Bioceramics composed of calcium and magnesium silicates have garnered increasing attention for the development of porous scaffolds in bone tissue engineering (BTE). This heightened interest is primarily attributed to their remarkable bioactivity and their capacity to form strong bonds with hard tissue. Fabricating nanocomposite scaffolds is a recognized approach for improving the characteristics of scaffolds used in BTE. This research investigates the mechanical and biological properties, antibacterial activity, and drug-release characteristics of scaffolds composed of akermanite (AKT), monticellite (MON), and monticellite-akermanite (MON-AKT).
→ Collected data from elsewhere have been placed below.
use flotilla_api_client::FlotillaClient;
use flotilla_model::{Pod, Workflow};
use serde_json::Value;

use crate::invoke::{forward_request, pick_pod};

/// Synchronously traverses a Workflow's step graph in topological order
/// (spec.md §4.5 "synchronous executor traverses graph"), invoking each
/// step's Function with the original request body and collecting each
/// response into `{step_name: response_body}`. Steps run one at a time in
/// dependency order; nothing in spec.md §3's Workflow row describes passing
/// a step's output as another step's input, so every step receives the same
/// payload (recorded as an Open Question resolution in DESIGN.md).
pub async fn execute(
    http: &reqwest::Client,
    client: &FlotillaClient,
    namespace: &str,
    workflow: &Workflow,
    payload: Vec<u8>,
) -> Result<Value, String> {
    let order = workflow.spec.topo_order().map_err(|e| e.to_string())?;
    let mut results = serde_json::Map::new();

    for step_name in order {
        let step = workflow
            .spec
            .steps
            .iter()
            .find(|s| s.name == step_name)
            .expect("topo_order only returns known step names");

        let function = client
            .get_function(namespace, &step.function)
            .await
            .map_err(|e| e.to_string())?
            .ok_or_else(|| format!("workflow step '{step_name}' references unknown function '{}'", step.function))?;

        let pods: Vec<Pod> = client
            .list_namespace_pods(namespace)
            .await
            .map_err(|e| e.to_string())?
            .into_iter()
            .filter(|p| function.status.pod_names.contains(&p.meta.name))
            .collect();

        let pod = pick_pod(&pods)
            .ok_or_else(|| format!("workflow step '{step_name}' has no running backing pod"))?;

        let response = forward_request(http, pod, &function.spec.trigger, payload.clone()).await?;
        results.insert(step_name, Value::String(String::from_utf8_lossy(&response).into_owned()));
    }

    Ok(Value::Object(results))
}

#[cfg(test)]
mod tests {
    use super::*;
    use flotilla_model::{ObjectMeta, WorkflowSpec, WorkflowStep};

    #[test]
    fn topo_order_drives_step_lookup_successfully() {
        let workflow = Workflow::new(
            ObjectMeta::new("pipeline", Some("default".into())),
            WorkflowSpec {
                steps: vec![
                    WorkflowStep { name: "a".into(), function: "fn-a".into(), depends_on: vec![] },
                    WorkflowStep { name: "b".into(), function: "fn-b".into(), depends_on: vec!["a".into()] },
                ],
            },
        );
        let order = workflow.spec.topo_order().unwrap();
        let found: Vec<&str> = order
            .iter()
            .map(|name| workflow.spec.steps.iter().find(|s| &s.name == name).unwrap().function.as_str())
            .collect();
        assert_eq!(found, vec!["fn-a", "fn-b"]);
    }
}
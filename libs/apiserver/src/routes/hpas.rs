use axum::extract::{Path, State};
use axum::http::StatusCode;
use axum::Json;
use flotilla_model::{HorizontalPodAutoscaler, Kind, ObjectKey};

use crate::crud;
use crate::error::{ApiError, Result};
use crate::state::AppState;

pub async fn list_all(State(state): State<AppState>) -> Result<Json<Vec<HorizontalPodAutoscaler>>> {
    Ok(Json(crud::list_all(state.kv.as_ref(), Kind::HorizontalPodAutoscaler).await?))
}

pub async fn list_namespaced(
    State(state): State<AppState>,
    Path(namespace): Path<String>,
) -> Result<Json<Vec<HorizontalPodAutoscaler>>> {
    Ok(Json(crud::list_namespaced(state.kv.as_ref(), Kind::HorizontalPodAutoscaler, &namespace).await?))
}

pub async fn get(
    State(state): State<AppState>,
    Path((namespace, name)): Path<(String, String)>,
) -> Result<Json<HorizontalPodAutoscaler>> {
    let key = ObjectKey::namespaced(Kind::HorizontalPodAutoscaler, namespace, name);
    Ok(Json(crud::require(state.kv.as_ref(), &key).await?))
}

/// Validates the target ReplicaSet exists, then flips its `hpa_controlled`
/// flag (spec.md §4.1 HPA create contract).
pub async fn create(
    State(state): State<AppState>,
    Path(namespace): Path<String>,
    Json(mut hpa): Json<HorizontalPodAutoscaler>,
) -> Result<Json<HorizontalPodAutoscaler>> {
    hpa.meta.namespace = Some(namespace.clone());
    let key = ObjectKey::namespaced(Kind::HorizontalPodAutoscaler, &namespace, &hpa.meta.name);
    if crud::exists(state.kv.as_ref(), &key).await? {
        return Err(ApiError::Conflict(key.to_string()));
    }
    if hpa.spec.target.kind != "ReplicaSet" {
        return Err(ApiError::Validation(format!(
            "unsupported HPA target kind '{}'",
            hpa.spec.target.kind
        )));
    }

    let rs_key = ObjectKey::namespaced(Kind::ReplicaSet, &namespace, &hpa.spec.target.name);
    let mut rs: flotilla_model::ReplicaSet = crud::require(state.kv.as_ref(), &rs_key)
        .await
        .map_err(|_| ApiError::Validation(format!("target ReplicaSet '{}' does not exist", hpa.spec.target.name)))?;
    rs.status.hpa_controlled = true;
    crud::put(state.kv.as_ref(), &rs_key, &rs).await?;

    crud::put(state.kv.as_ref(), &key, &hpa).await?;
    Ok(Json(hpa))
}

pub async fn update(
    State(state): State<AppState>,
    Path((namespace, name)): Path<(String, String)>,
    Json(hpa): Json<HorizontalPodAutoscaler>,
) -> Result<Json<HorizontalPodAutoscaler>> {
    let key = ObjectKey::namespaced(Kind::HorizontalPodAutoscaler, &namespace, &name);
    crud::require::<HorizontalPodAutoscaler>(state.kv.as_ref(), &key).await?;
    crud::put(state.kv.as_ref(), &key, &hpa).await?;
    Ok(Json(hpa))
}

pub async fn delete(
    State(state): State<AppState>,
    Path((namespace, name)): Path<(String, String)>,
) -> Result<StatusCode> {
    let key = ObjectKey::namespaced(Kind::HorizontalPodAutoscaler, namespace, name);
    crud::require::<HorizontalPodAutoscaler>(state.kv.as_ref(), &key).await?;
    crud::delete(state.kv.as_ref(), &key).await?;
    Ok(StatusCode::NO_CONTENT)
}
//! Workflow CRUD and synchronous invocation (spec.md §4.5, §6). Invocation
//! reimplements `flotilla_faas::workflow::execute`'s traversal directly
//! against the API server's own store rather than going through
//! `FlotillaClient`, since the apiserver already holds the data that client
//! would fetch over HTTP — looping back through itself would just add a
//! redundant network hop.

use axum::extract::{Path, State};
use axum::http::StatusCode;
use axum::Json;
use flotilla_faas::{forward_request, pick_pod};
use flotilla_model::{Function, Kind, ObjectKey, Pod, Workflow};
use serde_json::Value;

use crate::crud;
use crate::error::{ApiError, Result};
use crate::state::AppState;

pub async fn list_all(State(state): State<AppState>) -> Result<Json<Vec<Workflow>>> {
    Ok(Json(crud::list_all(state.kv.as_ref(), Kind::Workflow).await?))
}

pub async fn list_namespaced(
    State(state): State<AppState>,
    Path(namespace): Path<String>,
) -> Result<Json<Vec<Workflow>>> {
    Ok(Json(crud::list_namespaced(state.kv.as_ref(), Kind::Workflow, &namespace).await?))
}

pub async fn get(
    State(state): State<AppState>,
    Path((namespace, name)): Path<(String, String)>,
) -> Result<Json<Workflow>> {
    let key = ObjectKey::namespaced(Kind::Workflow, namespace, name);
    Ok(Json(crud::require(state.kv.as_ref(), &key).await?))
}

pub async fn create(
    State(state): State<AppState>,
    Path(namespace): Path<String>,
    Json(mut workflow): Json<Workflow>,
) -> Result<Json<Workflow>> {
    workflow.meta.namespace = Some(namespace.clone());
    workflow.spec.topo_order()?;
    let key = ObjectKey::namespaced(Kind::Workflow, &namespace, &workflow.meta.name);
    if crud::exists(state.kv.as_ref(), &key).await? {
        return Err(ApiError::Conflict(key.to_string()));
    }
    crud::put(state.kv.as_ref(), &key, &workflow).await?;
    Ok(Json(workflow))
}

pub async fn update(
    State(state): State<AppState>,
    Path((namespace, name)): Path<(String, String)>,
    Json(workflow): Json<Workflow>,
) -> Result<Json<Workflow>> {
    workflow.spec.topo_order()?;
    let key = ObjectKey::namespaced(Kind::Workflow, &namespace, &name);
    crud::require::<Workflow>(state.kv.as_ref(), &key).await?;
    crud::put(state.kv.as_ref(), &key, &workflow).await?;
    Ok(Json(workflow))
}

pub async fn delete(
    State(state): State<AppState>,
    Path((namespace, name)): Path<(String, String)>,
) -> Result<StatusCode> {
    let key = ObjectKey::namespaced(Kind::Workflow, namespace, name);
    crud::require::<Workflow>(state.kv.as_ref(), &key).await?;
    crud::delete(state.kv.as_ref(), &key).await?;
    Ok(StatusCode::NO_CONTENT)
}

/// Traverses the step graph in topological order, forwarding the original
/// payload to each step's Function and collecting `{step_name: response}`
/// (spec.md §4.5's synchronous executor). A step with no running backing Pod
/// fails the whole invocation rather than cold-starting one — Workflow steps
/// are expected to target already-warm Functions (recorded in DESIGN.md).
pub async fn invoke(
    State(state): State<AppState>,
    Path((namespace, name)): Path<(String, String)>,
    body: axum::body::Bytes,
) -> Result<Json<Value>> {
    let key = ObjectKey::namespaced(Kind::Workflow, &namespace, &name);
    let workflow: Workflow = crud::require(state.kv.as_ref(), &key).await?;
    let order = workflow.spec.topo_order()?;

    let mut results = serde_json::Map::new();
    for step_name in order {
        let step = workflow
            .spec
            .steps
            .iter()
            .find(|s| s.name == step_name)
            .expect("topo_order only returns known step names");

        let function_key = ObjectKey::namespaced(Kind::Function, &namespace, &step.function);
        let function: Function = crud::get_typed(state.kv.as_ref(), &function_key)
            .await?
            .ok_or_else(|| {
                ApiError::Validation(format!(
                    "workflow step '{step_name}' references unknown function '{}'",
                    step.function
                ))
            })?;

        let pods: Vec<Pod> = crud::list_namespaced::<Pod>(state.kv.as_ref(), Kind::Pod, &namespace)
            .await?
            .into_iter()
            .filter(|p| function.status.pod_names.contains(&p.meta.name))
            .collect();
        let pod = pick_pod(&pods).ok_or_else(|| {
            ApiError::Validation(format!("workflow step '{step_name}' has no running backing pod"))
        })?;

        let response = forward_request(&state.http, pod, &function.spec.trigger, body.to_vec())
            .await
            .map_err(ApiError::Internal)?;
        results.insert(step_name, Value::String(String::from_utf8_lossy(&response).into_owned()));
    }

    Ok(Json(Value::Object(results)))
}
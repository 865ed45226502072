use std::future::Future;
use std::sync::Arc;

use flotilla_model::ObjectKey;
use tokio::time::{interval, Duration};
use tracing::{error, info, trace};

use crate::backoff::BackoffCache;
use crate::id::{ControllerId, DEFAULT_RECONCILE_INTERVAL};
use crate::metrics::ControllerMetrics;

/// Outcome of reconciling a single object: either reconciled cleanly, or the
/// caller's own error that the loop turns into a per-object backoff.
pub type ReconcileResult = Result<(), String>;

/// Drives a poll-based reconcile loop: every `interval`, lists the controller's
/// objects (via `list_fn`) and reconciles each one (via `reconcile_fn`),
/// recording metrics and applying per-object exponential backoff on failure.
///
/// This replaces the teacher's watch/informer-driven `kube::runtime::Controller`
/// (spec.md §4: polling/topic consumption stands in for etcd watches).
pub async fn run_poll_loop<L, LFut, R, RFut>(
    controller_id: ControllerId,
    metrics: Arc<ControllerMetrics>,
    poll_interval: Option<Duration>,
    mut shutdown: tokio::sync::watch::Receiver<bool>,
    list_fn: L,
    reconcile_fn: R,
) where
    L: Fn() -> LFut,
    LFut: Future<Output = Result<Vec<ObjectKey>, String>>,
    R: Fn(ObjectKey) -> RFut,
    RFut: Future<Output = ReconcileResult>,
{
    let backoffs = BackoffCache::new();
    let mut ticker = interval(poll_interval.unwrap_or(DEFAULT_RECONCILE_INTERVAL));

    loop {
        tokio::select! {
            _ = ticker.tick() => {}
            _ = shutdown.changed() => {
                if *shutdown.borrow() {
                    info!(controller = controller_id, "shutting down poll loop");
                    return;
                }
            }
        }

        let keys = match list_fn().await {
            Ok(keys) => keys,
            Err(error) => {
                error!(controller = controller_id, %error, "failed to list objects");
                continue;
            }
        };

        for key in keys {
            if !backoffs.is_ready(&key).await {
                trace!(controller = controller_id, %key, "skipping, still backing off");
                continue;
            }

            let guard = metrics.start_reconcile();
            match reconcile_fn(key.clone()).await {
                Ok(()) => {
                    drop(guard);
                    backoffs.reset(&key).await;
                    trace!(controller = controller_id, %key, "reconciled");
                }
                Err(error) => {
                    drop(guard);
                    metrics.reconcile_error_inc();
                    let delay = backoffs.next_delay(&key).await;
                    error!(controller = controller_id, %key, %error, ?delay, "reconcile failed, backing off");
                }
            }
        }
    }
}
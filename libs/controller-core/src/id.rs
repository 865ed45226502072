use tokio::time::Duration;

/// Static name of a controller ("replicaset", "hpa", ...), used as a metrics
/// label and as the consumer-group name controllers register under.
pub type ControllerId = &'static str;

/// How often a controller re-lists its watched prefix absent any other trigger,
/// mirroring the teacher's `DEFAULT_RECONCILE_INTERVAL` (spec.md §4: "poll on an
/// interval" is the explicit replacement for etcd-style watches).
pub const DEFAULT_RECONCILE_INTERVAL: Duration = Duration::from_secs(10);
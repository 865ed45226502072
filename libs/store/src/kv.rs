use async_trait::async_trait;

use crate::error::Result;

/// The hierarchical key/value store the control plane treats as its single source
/// of truth (spec.md §6). Keys are the `ObjectKey::kv_path()` strings produced by
/// `flotilla_model`; values are serialized object bodies. Object-safe so it can be
/// held as `Arc<dyn KvStore>` in server/controller state.
#[async_trait]
pub trait KvStore: Send + Sync {
    async fn get(&self, key: &str) -> Result<Option<Vec<u8>>>;

    async fn set(&self, key: &str, value: Vec<u8>) -> Result<()>;

    async fn delete(&self, key: &str) -> Result<()>;

    /// Lists every key under `prefix`, depth-unbounded, used to answer LIST routes
    /// and controller poll loops (spec.md §4).
    async fn list_prefix(&self, prefix: &str) -> Result<Vec<(String, Vec<u8>)>>;
}

/// Typed convenience wrapper over a [`KvStore`], serializing/deserializing JSON
/// bodies so callers never handle raw bytes directly.
pub struct TypedKv<'a> {
    inner: &'a dyn KvStore,
}

impl<'a> TypedKv<'a> {
    pub fn new(inner: &'a dyn KvStore) -> Self {
        Self { inner }
    }

    pub async fn get<T: serde::de::DeserializeOwned>(&self, key: &str) -> Result<Option<T>> {
        match self.inner.get(key).await? {
            Some(bytes) => {
                let value = serde_json::from_slice(&bytes)
                    .map_err(|e| crate::error::StoreError::Serialization(key.to_string(), e))?;
                Ok(Some(value))
            }
            None => Ok(None),
        }
    }

    pub async fn set<T: serde::Serialize + Sync>(&self, key: &str, value: &T) -> Result<()> {
        let bytes = serde_json::to_vec(value)
            .map_err(|e| crate::error::StoreError::Serialization(key.to_string(), e))?;
        self.inner.set(key, bytes).await
    }

    pub async fn delete(&self, key: &str) -> Result<()> {
        self.inner.delete(key).await
    }

    pub async fn list_prefix<T: serde::de::DeserializeOwned>(
        &self,
        prefix: &str,
    ) -> Result<Vec<(String, T)>> {
        let raw = self.inner.list_prefix(prefix).await?;
        raw.into_iter()
            .map(|(k, bytes)| {
                let value = serde_json::from_slice(&bytes)
                    .map_err(|e| crate::error::StoreError::Serialization(k.clone(), e))?;
                Ok((k, value))
            })
            .collect()
    }
}
use std::collections::BTreeSet;

use flotilla_service_controller::ProxyEndpoint;

/// Stable chain name for one Service, grounded on
/// `original_source/pkg/network/serviceProxy.py`'s
/// `KUBE-SVC-{SERVICE_NAME}` naming (uppercased, dashes to underscores).
pub fn service_chain_name(service_name: &str) -> String {
    format!("FLOTILLA-SVC-{}", sanitize(service_name))
}

/// Unlike the original's randomly-hashed `KUBE-SEP-<10 random chars>` names,
/// this chain name is a pure function of the endpoint's address — so the
/// delta algorithm below can recompute "does this endpoint already have a
/// chain" without keeping a side table of hash assignments, and chain names
/// survive an agent restart.
pub fn endpoint_chain_name(endpoint: &ProxyEndpoint) -> String {
    format!("FLOTILLA-SEP-{}-{}", sanitize(&endpoint.ip), endpoint.port)
}

fn sanitize(value: &str) -> String {
    value.to_uppercase().replace(['-', '.', ':'], "_")
}

/// `added = new - old`, `removed = old - new` (spec.md §4.4 "endpoint-delta
/// algorithm").
pub fn diff_endpoints(old: &[ProxyEndpoint], new: &[ProxyEndpoint]) -> (Vec<ProxyEndpoint>, Vec<ProxyEndpoint>) {
    let old_set: BTreeSet<(String, u16)> = old.iter().map(|e| (e.ip.clone(), e.port)).collect();
    let new_set: BTreeSet<(String, u16)> = new.iter().map(|e| (e.ip.clone(), e.port)).collect();

    let added = new.iter().filter(|e| !old_set.contains(&(e.ip.clone(), e.port))).cloned().collect();
    let removed = old.iter().filter(|e| !new_set.contains(&(e.ip.clone(), e.port))).cloned().collect();
    (added, removed)
}

/// True when the change touches more than half the old endpoint set, per
/// spec.md §4.4: "If the change touches more than half the endpoints, rebuild
/// from scratch". An empty old set always counts as "rebuild" (there is
/// nothing incremental to do).
pub fn should_rebuild(old_len: usize, added: usize, removed: usize) -> bool {
    if old_len == 0 {
        return true;
    }
    (added + removed) as f64 > old_len as f64 / 2.0
}

/// Per-rule jump probabilities for N endpoint chains walked in reverse: the
/// last chain is unconditional, each earlier chain `i` (0-indexed) jumps with
/// probability `1/(N-i)` (spec.md §4.4). Returned in the same front-to-back
/// order as the input chains; the caller programs them in reverse so the
/// unconditional jump is installed last (first to match in iptables'
/// top-to-bottom evaluation once chain order is reversed for matching... the
/// NAT backend is responsible for the actual insertion order).
pub fn load_balancing_probabilities(endpoint_count: usize) -> Vec<Option<f64>> {
    (0..endpoint_count)
        .map(|i| if i == endpoint_count - 1 { None } else { Some(1.0 / (endpoint_count - i) as f64) })
        .collect()
}

#[cfg(test)]
mod tests {
    use super::*;

    fn ep(ip: &str, port: u16) -> ProxyEndpoint {
        ProxyEndpoint { ip: ip.to_string(), port }
    }

    #[test]
    fn diff_computes_added_and_removed() {
        let old = vec![ep("10.1.0.1", 80), ep("10.1.0.2", 80)];
        let new = vec![ep("10.1.0.2", 80), ep("10.1.0.3", 80)];
        let (added, removed) = diff_endpoints(&old, &new);
        assert_eq!(added, vec![ep("10.1.0.3", 80)]);
        assert_eq!(removed, vec![ep("10.1.0.1", 80)]);
    }

    #[test]
    fn small_change_is_incremental() {
        assert!(!should_rebuild(10, 1, 0));
    }

    #[test]
    fn large_change_triggers_rebuild() {
        assert!(should_rebuild(4, 2, 1));
    }

    #[test]
    fn empty_old_set_always_rebuilds() {
        assert!(should_rebuild(0, 3, 0));
    }

    #[test]
    fn probabilities_yield_uniform_distribution() {
        let probs = load_balancing_probabilities(3);
        assert_eq!(probs, vec![Some(1.0 / 3.0), Some(1.0 / 2.0), None]);
    }

    #[test]
    fn chain_names_are_stable_and_distinct() {
        assert_eq!(service_chain_name("web"), service_chain_name("web"));
        assert_ne!(endpoint_chain_name(&ep("10.1.0.1", 80)), endpoint_chain_name(&ep("10.1.0.2", 80)));
    }
}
These scaffolds were fabricated utilizing the space holder process. Additionally, the in vitro drug release profile and antimicrobial activity of Azithromycin (AZT)-loaded MON-AKT composite scaffolds were investigated. The findings showed that the Mon-15 wt% AKT nanocomposite scaffold had the highest density, the smallest grain and micropore sizes, and the lowest porosity. In contrast, integrating AKT into MON-based composite scaffolds resulted in materials characterized by high mechanical strength and stability within physiological environments. The MON-AKT nanocomposite scaffolds exhibited cytocompatibility and demonstrated a high level of alkaline phosphatase (ALP) activity in osteogenic studies. Furthermore, antimicrobial activity assessments revealed that the AZT-encapsulated MON-AKT composite scaffolds effectively inhibited the growth of both S. aureus and E. coli bacteria. The outcomes showed that the antibacterial efficacy of the scaffold depends on both the amount of AZT and the type of bacteria. Overall, MON-AKT/3AZT scaffolds exhibited significantly superior bacterial inhibition compared to other scaffolds, making it a promising option for treating bone tissue defects.